Joelle Casteix is a founding member of the board of directors for Zero Abuse Project, and has been a guest writer for Mothering Magazine. She responded to the review, speaking at the Denver Press Club and called on the Archdiocese of Denver to be more transparent than what was detailed in the report. Saying that the Catholic church won't tell the worst part because they don't want us to know, Casteix said that who the abusers were and are needs to be known.

Casteix was abused while in high school in California, and when she moved to Colorado, she met other sexual abuse victims. In addition to her advocacy and writing, Casteix travels all over the country speaking about how to protect our children, and why we need to hold abusers accountable.

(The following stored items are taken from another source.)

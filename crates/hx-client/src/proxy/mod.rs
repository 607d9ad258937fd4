//! Client-side proxies
//!
//! The [`ProxyManager`] keeps one [`wrapper::ProxyWrapper`] per configured
//! tunnel and reconciles that set against new configuration.

mod manager;
mod worker;
mod wrapper;

pub use manager::ProxyManager;
pub use wrapper::{ProxyWrapper, START_ERROR_RETRY, WAIT_START_RESEND};

use hx_protocol::ProxyType;

/// Lifecycle phase of a client proxy
#[derive(Debug, Clone, Copy, PartialEq, Eq, Hash)]
pub enum ProxyPhase {
    /// Created, registration not yet sent
    New,
    /// `NewProxy` sent, waiting for the server's answer
    WaitStart,
    /// The server refused the proxy; retried later
    StartError,
    /// Registered and serving work connections
    Running,
    /// Stopped by reconciliation or shutdown
    Closed,
}

impl ProxyPhase {
    pub fn as_str(&self) -> &'static str {
        match self {
            ProxyPhase::New => "new",
            ProxyPhase::WaitStart => "wait start",
            ProxyPhase::StartError => "start error",
            ProxyPhase::Running => "running",
            ProxyPhase::Closed => "closed",
        }
    }
}

impl std::fmt::Display for ProxyPhase {
    fn fmt(&self, f: &mut std::fmt::Formatter<'_>) -> std::fmt::Result {
        f.write_str(self.as_str())
    }
}

/// Point-in-time view of one proxy
#[derive(Debug, Clone, PartialEq, Eq)]
pub struct ProxyStatus {
    pub name: String,
    pub proxy_type: ProxyType,
    pub phase: ProxyPhase,
    /// Address of the local service
    pub local_addr: String,
    /// Public address granted by the server, once running
    pub remote_addr: String,
    /// Last error reported by the server
    pub error: String,
}
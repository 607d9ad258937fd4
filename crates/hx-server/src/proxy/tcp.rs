//! Public TCP proxy

use std::sync::Weak;

use tokio::net::TcpListener;
use tokio_util::sync::CancellationToken;

use hx_core::config::ServerConfig;
use hx_protocol::{ProxyType, TcpProxyOptions};

use super::{handle_user_connection, ServerProxy, WorkConnProvider};
use crate::error::ServerError;

/// Bind the public port and start accepting user connections
pub async fn start_tcp_proxy(
    provider: Weak<dyn WorkConnProvider>,
    name: &str,
    options: &TcpProxyOptions,
    config: &ServerConfig,
) -> Result<ServerProxy, ServerError> {
    if !config.is_port_allowed(options.remote_port) {
        return Err(ServerError::InvalidProxy {
            name: name.to_string(),
            reason: format!("port {} is not allowed", options.remote_port),
        });
    }

    let bind_addr = format!("{}:{}", config.proxy_bind_addr, options.remote_port);
    let listener = TcpListener::bind(&bind_addr)
        .await
        .map_err(|e| ServerError::InvalidProxy {
            name: name.to_string(),
            reason: format!("failed to listen on {}: {}", bind_addr, e),
        })?;
    let local_addr = listener.local_addr()?;
    tracing::info!("Proxy [{}] listening on {}", name, local_addr);

    let cancel = CancellationToken::new();
    let task = tokio::spawn(accept_loop(listener, provider, name.to_string(), cancel.clone()));

    Ok(ServerProxy {
        name: name.to_string(),
        proxy_type: ProxyType::Tcp,
        remote_addr: format!(":{}", local_addr.port()),
        cancel,
        task,
        visitors: None,
    })
}

async fn accept_loop(
    listener: TcpListener,
    provider: Weak<dyn WorkConnProvider>,
    name: String,
    cancel: CancellationToken,
) {
    loop {
        tokio::select! {
            _ = cancel.cancelled() => break,
            result = listener.accept() => match result {
                Ok((socket, peer_addr)) => {
                    tracing::debug!("Proxy [{}] accepted user connection from {}", name, peer_addr);
                    let dst = socket.local_addr().ok();
                    tokio::spawn(handle_user_connection(
                        provider.clone(),
                        name.clone(),
                        Box::new(socket),
                        Some(peer_addr),
                        dst,
                    ));
                }
                Err(e) => {
                    tracing::warn!("Proxy [{}] accept failed: {}", name, e);
                }
            }
        }
    }
    tracing::debug!("Proxy [{}] stopped listening", name);
}
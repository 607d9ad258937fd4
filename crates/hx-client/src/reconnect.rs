//! Exponential backoff between login attempts

use std::time::Duration;

use hx_core::config::BackoffConfig;

/// Exponential backoff with jitter
#[derive(Debug, Clone)]
pub struct ExponentialBackoff {
    initial: Duration,
    current: Duration,
    max: Duration,
    multiplier: f64,
    /// Fraction of the delay added at random (0.0 to 1.0)
    jitter: f64,
}

impl ExponentialBackoff {
    pub fn from_config(config: &BackoffConfig) -> Self {
        Self::new(config.initial, config.max, config.multiplier, config.jitter)
    }

    pub fn new(initial: Duration, max: Duration, multiplier: f64, jitter: f64) -> Self {
        Self {
            initial,
            current: initial,
            max,
            multiplier,
            jitter: jitter.clamp(0.0, 1.0),
        }
    }

    /// Get the next delay and advance the backoff
    pub fn next_delay(&mut self) -> Duration {
        let delay = self.current;

        let next = Duration::from_secs_f64(self.current.as_secs_f64() * self.multiplier);
        self.current = std::cmp::min(next, self.max);

        let jitter_amount = delay.as_secs_f64() * self.jitter * rand::random::<f64>();
        delay + Duration::from_secs_f64(jitter_amount)
    }

    /// Start over from the initial delay after a successful login
    pub fn reset(&mut self) {
        self.current = self.initial;
    }
}

#[cfg(test)]
mod tests {
    use super::*;

    #[test]
    fn test_backoff_increases() {
        let mut backoff =
            ExponentialBackoff::new(Duration::from_secs(1), Duration::from_secs(60), 2.0, 0.0);

        assert_eq!(backoff.next_delay(), Duration::from_secs(1));
        assert_eq!(backoff.next_delay(), Duration::from_secs(2));
        assert_eq!(backoff.next_delay(), Duration::from_secs(4));
    }

    #[test]
    fn test_backoff_capped_and_reset() {
        let mut backoff =
            ExponentialBackoff::new(Duration::from_secs(15), Duration::from_secs(20), 2.0, 0.0);

        assert_eq!(backoff.next_delay(), Duration::from_secs(15));
        assert_eq!(backoff.next_delay(), Duration::from_secs(20));
        assert_eq!(backoff.next_delay(), Duration::from_secs(20));

        backoff.reset();
        assert_eq!(backoff.next_delay(), Duration::from_secs(15));
    }

    #[test]
    fn test_jitter_bounded() {
        let mut backoff =
            ExponentialBackoff::new(Duration::from_secs(4), Duration::from_secs(4), 1.0, 0.5);
        for _ in 0..20 {
            let delay = backoff.next_delay();
            assert!(delay >= Duration::from_secs(4));
            assert!(delay <= Duration::from_secs(6));
        }
    }
}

In Colorado, she's seeking reform on the statues of limitations in Colorado so that all victims can have the chance to come forward, and she wants the Catholic church to support the legislative change as well. Saying that victims and survivors coming forward empowers other victims of child sexual abuse, she hopes that female survivors (who were underrepresented in the report, she claims) will come forward too.

The Archdiocese of Denver states that it will adopt all the recommendations of the report and will also open a compensation fund for the victims. Casteix says that the apology and fund are well and good, but not enough. She wants more details--about the priests and other members of the Church. It was her suing the Church that led to the release of additional documents, and she wants to ensure that no young girl is ever again blamed for their victimization at the hands of the Church. Saying she was told her abuse was her fault because she was promiscuous, Casteix advocates for girls to be listened to and never be given the blame for their abuse.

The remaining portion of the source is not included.